Durante esse tempo, houve três momentos distintos. Oliveira (2005) destaca que o primeiro, estava constituindo o poder político e a sociedade no império portugês. Ocorreu a aproximação da concepção de poder político como imperium, que já era difundido na época, abordando uma diferenciação entre a capacidade do ministério religioso e do poder civil. Nesse tema, o teólogo Antonio Ribeiro dos Santos, se destacou nos anos 1980, pois defendia que o papel da igreja deveria ser realizar encontros religiosos e promover orientações com cunho espiritual. Além disso, defendia que era função do império civil dirigir as ações dos membros políticos em favor do bem comum.
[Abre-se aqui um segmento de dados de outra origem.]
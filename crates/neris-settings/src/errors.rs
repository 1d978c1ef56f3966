//! Settings error types.

use thiserror::Error;

/// Errors that can occur when loading settings or building a credential
/// configuration from them.
#[derive(Debug, Error)]
pub enum SettingsError {
    /// Failed to read the settings file from disk.
    #[error("failed to read settings file: {0}")]
    Io(#[from] std::io::Error),
    /// Failed to parse JSON in the settings file.
    #[error("failed to parse settings JSON: {0}")]
    Json(#[from] serde_json::Error),
    /// The selected grant kind is unknown or is missing a required field.
    #[error("configuration error: {0}")]
    Configuration(String),
}

impl SettingsError {
    pub(crate) fn missing(field: &str, grant: &str) -> Self {
        Self::Configuration(format!("`{field}` is required for the `{grant}` grant"))
    }
}

/// Result type for settings operations.
pub type Result<T> = std::result::Result<T, SettingsError>;

// ─────────────────────────────────────────────────────────────────────────────
// Tests
// ─────────────────────────────────────────────────────────────────────────────
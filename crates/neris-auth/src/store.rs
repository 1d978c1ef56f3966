//! In-memory credential store.

use chrono::{DateTime, Utc};
use parking_lot::RwLock;

use crate::types::TokenSet;

/// Holds the client's current [`TokenSet`].
///
/// One store per client. The negotiator is its only writer and always
/// replaces the whole set.
#[derive(Debug, Default)]
pub struct CredentialStore {
    tokens: RwLock<TokenSet>,
}

impl CredentialStore {
    /// Create a store holding the unauthenticated sentinel.
    pub fn new() -> Self {
        Self::default()
    }

    /// Snapshot of the current token set.
    pub fn get(&self) -> TokenSet {
        self.tokens.read().clone()
    }

    /// Replace the token set.
    pub fn set(&self, tokens: TokenSet) {
        *self.tokens.write() = tokens;
    }

    /// Whether the held access token is usable at `now`.
    pub fn is_valid(&self, now: DateTime<Utc>) -> bool {
        self.tokens.read().is_valid(now)
    }

    /// The access token, if usable at `now`.
    pub fn valid_access_token(&self, now: DateTime<Utc>) -> Option<String> {
        let tokens = self.tokens.read();
        tokens.is_valid(now).then(|| tokens.access_token.clone())
    }
}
A reforma administrativa na década de 1760, no período de D. José I, buscou fortalecer o poder régio e anular uma jurisdição eclesiástica, conforme o autor descreve

Na década de 1760, uma reforma administrativa procurou reforçar o poder régio, durante a regência de D. José I (1750-1789), e excluir uma jurisdição eclesiástica. Defendia-se o poder régio em termos da sua concepção como um poder de imperium – caracterizada pela oposição às funções eclesiásticas, mas enfatizando a supremacia do poder monárquico (OLIVEIRA, 2005, p. 46).

Oliveira (2005) destacou que o poder régio fortalecia a soberania do poder monárquico e na época o defendiam como um poder do imperium. Com isso, posteriormente foi homologada na reforma dos cursos jurídicos, a partir de um manual de direito natural elaborado por Carlos Martini, em que abordava que a manutenção da sociedade e o suprimentos de suas necessidades caberia ao império civil, sendo um poder exclusivo do monarca. Além disso, teria como poder inspecionar a conduta do clero, fortalecer o comércio e avanços científicos, bem como promover a segurança e estabilidade do Estado.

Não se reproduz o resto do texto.